The products “waste reinforcement steel” and “steel scrap”, that you mention in your email, are both wastes. Waste reinforcement steel is treated through one of three activities: “treatment of waste reinforcement steel, recycling”, “treatment of waste reinforcement steel, collection for final disposal” or “treatment of waste reinforcement steel, sorting plant”. The system boundaries of the inventories includes on-site energy use for dismantling and sorting, plus transport and disposal. No bonuses or burdens are given for recycled material and no secondary products are available; i.e. the system boundary cuts off the recycling process entirely. Similarly, “scrap steel” can only be treated by either landfill or incineration; it never goes to recycling.

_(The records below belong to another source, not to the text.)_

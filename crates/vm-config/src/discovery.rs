//! Locating a project's `vm.json`.
//!
//! Three strategies, picked by the caller: an explicit file or directory,
//! an upward scan bounded to `MAX_SCAN_DEPTH` directories (plus the
//! filesystem root as a last resort), or the current directory only.

use crate::generate::{derive_project_name, initial_document, write_document};
use crate::ConfigError;
use std::path::{Path, PathBuf};
use tracing::debug;

pub const CONFIG_FILE_NAME: &str = "vm.json";

/// Directories inspected by an upward scan, counting the starting directory.
pub const MAX_SCAN_DEPTH: usize = 3;

/// Asked before a missing `vm.json` is synthesized in the current directory.
pub trait ConfirmPrompt {
    fn confirm(&self, message: &str) -> bool;
}

/// Always declines. The behavior for scripts, tests, and non-TTY callers.
#[derive(Debug, Clone, Copy, Default)]
pub struct DeclinePrompt;

impl ConfirmPrompt for DeclinePrompt {
    fn confirm(&self, _message: &str) -> bool {
        false
    }
}

#[derive(Debug, Clone, PartialEq, Eq)]
pub struct DiscoveredConfig {
    /// Path of the `vm.json` that was found (or created).
    pub doc_path: PathBuf,
    /// Directory the document lives in; the project root unless overridden.
    pub search_root: PathBuf,
    /// True when the document did not exist and was synthesized.
    pub created: bool,
}

impl DiscoveredConfig {
    fn found(doc_path: PathBuf) -> Self {
        let search_root = doc_path
            .parent()
            .map_or_else(|| PathBuf::from("/"), Path::to_path_buf);
        Self {
            doc_path,
            search_root,
            created: false,
        }
    }
}

/// Resolve the configuration document for this invocation.
///
/// `explicit` wins over `scan`; relative explicit paths are taken relative
/// to `cwd`.
pub fn discover(
    explicit: Option<&Path>,
    scan: bool,
    cwd: &Path,
    prompt: &dyn ConfirmPrompt,
) -> Result<DiscoveredConfig, ConfigError> {
    if let Some(path) = explicit {
        return resolve_explicit(&cwd.join(path));
    }
    if scan {
        return scan_upward(cwd);
    }

    let candidate = cwd.join(CONFIG_FILE_NAME);
    if candidate.is_file() {
        return Ok(DiscoveredConfig::found(candidate));
    }

    let message = format!(
        "No {CONFIG_FILE_NAME} in {}. Create one here?",
        cwd.display()
    );
    if prompt.confirm(&message) {
        let name = derive_project_name(cwd).unwrap_or_else(|| "my-project".to_owned());
        write_document(&candidate, &initial_document(&name), false)?;
        return Ok(DiscoveredConfig {
            created: true,
            ..DiscoveredConfig::found(candidate)
        });
    }

    Err(ConfigError::NotFound(format!(
        "in {} (use --config to search parent directories)",
        cwd.display()
    )))
}

fn resolve_explicit(path: &Path) -> Result<DiscoveredConfig, ConfigError> {
    let doc_path = if path.is_dir() {
        path.join(CONFIG_FILE_NAME)
    } else {
        path.to_path_buf()
    };
    if doc_path.is_file() {
        debug!("using explicit config {}", doc_path.display());
        Ok(DiscoveredConfig::found(doc_path))
    } else {
        Err(ConfigError::NotFound(format!("at {}", doc_path.display())))
    }
}

fn scan_upward(cwd: &Path) -> Result<DiscoveredConfig, ConfigError> {
    let root = cwd.ancestors().last().unwrap_or(cwd);
    scan_upward_from(cwd, root)
}

/// Bounded upward scan from `cwd`, then `root` as the last resort.
fn scan_upward_from(cwd: &Path, root: &Path) -> Result<DiscoveredConfig, ConfigError> {
    for dir in cwd.ancestors().take(MAX_SCAN_DEPTH) {
        let candidate = dir.join(CONFIG_FILE_NAME);
        debug!("scanning {}", candidate.display());
        if candidate.is_file() {
            return Ok(DiscoveredConfig::found(candidate));
        }
    }

    let candidate = root.join(CONFIG_FILE_NAME);
    if candidate.is_file() {
        debug!("falling back to {}", candidate.display());
        return Ok(DiscoveredConfig::found(candidate));
    }

    Err(ConfigError::NotFound(format!(
        "in {} or its {} parent directories",
        cwd.display(),
        MAX_SCAN_DEPTH - 1
    )))
}

#[cfg(test)]
mod tests {
    use super::*;
    use crate::NOT_FOUND_MARKER;
    use std::fs;

    struct AcceptPrompt;

    impl ConfirmPrompt for AcceptPrompt {
        fn confirm(&self, _message: &str) -> bool {
            true
        }
    }

    fn project_with_nested_dirs() -> (tempfile::TempDir, PathBuf) {
        let root = tempfile::tempdir().unwrap();
        let a = root.path().join("a");
        fs::create_dir_all(a.join("b/c/d")).unwrap();
        fs::write(a.join(CONFIG_FILE_NAME), "{}").unwrap();
        (root, a)
    }

    #[test]
    fn scan_finds_config_two_levels_up() {
        let (_root, a) = project_with_nested_dirs();
        let found = discover(None, true, &a.join("b/c"), &DeclinePrompt).unwrap();
        assert_eq!(found.doc_path, a.join(CONFIG_FILE_NAME));
        assert_eq!(found.search_root, a);
        assert!(!found.created);
    }

    #[test]
    fn scan_gives_up_three_levels_down() {
        let (_root, a) = project_with_nested_dirs();
        let err = discover(None, true, &a.join("b/c/d"), &DeclinePrompt).unwrap_err();
        assert!(matches!(err, ConfigError::NotFound(_)));
        assert!(err.to_string().contains(NOT_FOUND_MARKER));
    }

    #[test]
    fn scan_falls_back_to_root_beyond_the_bound() {
        let root = tempfile::tempdir().unwrap();
        let deep = root.path().join("a/b/c/d/e");
        fs::create_dir_all(&deep).unwrap();
        fs::write(root.path().join(CONFIG_FILE_NAME), "{}").unwrap();

        let found = scan_upward_from(&deep, root.path()).unwrap();
        assert_eq!(found.doc_path, root.path().join(CONFIG_FILE_NAME));
        assert_eq!(found.search_root, root.path());
    }

    #[test]
    fn scan_without_root_document_reports_marker() {
        let root = tempfile::tempdir().unwrap();
        let deep = root.path().join("a/b/c/d/e");
        fs::create_dir_all(&deep).unwrap();

        let err = scan_upward_from(&deep, root.path()).unwrap_err();
        assert!(matches!(err, ConfigError::NotFound(_)));
        assert!(err.to_string().contains(NOT_FOUND_MARKER));
    }

    #[test]
    fn scan_prefers_nearby_document_over_root() {
        let root = tempfile::tempdir().unwrap();
        let project = root.path().join("a/b/c/d");
        fs::create_dir_all(project.join("e")).unwrap();
        fs::write(root.path().join(CONFIG_FILE_NAME), "{}").unwrap();
        fs::write(project.join(CONFIG_FILE_NAME), "{}").unwrap();

        let found = scan_upward_from(&project.join("e"), root.path()).unwrap();
        assert_eq!(found.search_root, project);
    }

    #[test]
    fn scan_finds_config_in_cwd() {
        let (_root, a) = project_with_nested_dirs();
        let found = discover(None, true, &a, &DeclinePrompt).unwrap();
        assert_eq!(found.search_root, a);
    }

    #[test]
    fn explicit_directory_looks_inside() {
        let (_root, a) = project_with_nested_dirs();
        let found = discover(Some(&a), false, Path::new("/"), &DeclinePrompt).unwrap();
        assert_eq!(found.doc_path, a.join(CONFIG_FILE_NAME));
    }

    #[test]
    fn explicit_relative_file_is_resolved_against_cwd() {
        let (root, a) = project_with_nested_dirs();
        let found =
            discover(Some(Path::new("a/vm.json")), false, root.path(), &DeclinePrompt).unwrap();
        assert_eq!(found.doc_path, a.join(CONFIG_FILE_NAME));
    }

    #[test]
    fn explicit_missing_path_names_the_path() {
        let (_root, a) = project_with_nested_dirs();
        let missing = a.join("b");
        let err = discover(Some(&missing), false, &a, &DeclinePrompt).unwrap_err();
        let msg = err.to_string();
        assert!(msg.contains(NOT_FOUND_MARKER));
        assert!(msg.contains(&missing.join(CONFIG_FILE_NAME).display().to_string()));
    }

    #[test]
    fn explicit_wins_over_scan() {
        let (_root, a) = project_with_nested_dirs();
        let other = a.join("b/c");
        fs::write(other.join(CONFIG_FILE_NAME), "{}").unwrap();
        let found = discover(Some(&other), true, &a, &DeclinePrompt).unwrap();
        assert_eq!(found.search_root, other);
    }

    #[test]
    fn cwd_mode_does_not_scan_parents() {
        let (_root, a) = project_with_nested_dirs();
        let err = discover(None, false, &a.join("b"), &DeclinePrompt).unwrap_err();
        assert!(err.to_string().contains(NOT_FOUND_MARKER));
    }

    #[test]
    fn cwd_mode_synthesizes_when_prompt_accepts() {
        let root = tempfile::tempdir().unwrap();
        let dir = root.path().join("My Cool_App");
        fs::create_dir_all(&dir).unwrap();

        let found = discover(None, false, &dir, &AcceptPrompt).unwrap();
        assert!(found.created);
        let doc = crate::parse_document_file(&found.doc_path).unwrap();
        assert_eq!(doc["project"]["name"], "my-cool-app");
    }
}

So how can secondary steel products be included in an inventory? The collection and recovery of ferrous scrap is included in the ecoinvent database through the “iron scrap” recycling chain, not “steel scrap”. This is, obviously, not ideal and can easily lead to confusion: despite being ostensibly the same, “scrap steel” is a waste that is sent for disposal; “iron scrap” is a recyclable that is collected and recovered for recycling.
The collection of “iron scrap, unsorted” is represented by the activity “iron scrap, unsorted, Recycled Content cut-off”. This is then sorted and pressed in the activity “sorting and pressing of iron scrap”, which produces “iron scrap, sorted, pressed”. The sorted iron scrap is then made available, burden-free, for its secondary use cycle by “iron scrap, sorted, pressed, Recycled Content cut-off”. “Iron scrap, sorted, pressed” is consumed, burden free, by the activities “steel production, electric, chromium steel 18/8” and “steel production, electric, low-alloyed”, which represent the production of steel products in an electric arc furnace from ferrous scrap.
How one might include an input of 95% recycled steel: 95% of the steel used in your inventory should be “steel, low-alloyed” or “steel, chromium steel 18/8”, supplied directly from the activity “steel production, electric, low-alloyed” or “steel production, electric, chromium steel 18/8”, respectively. The remaining 5% can come from “steel, low-alloyed” or “steel, chromium steel 18/8” that is supplied directly from “steel production, converter, low-alloyed” or “steel production, converter, chromium steel 18/8”, respectively.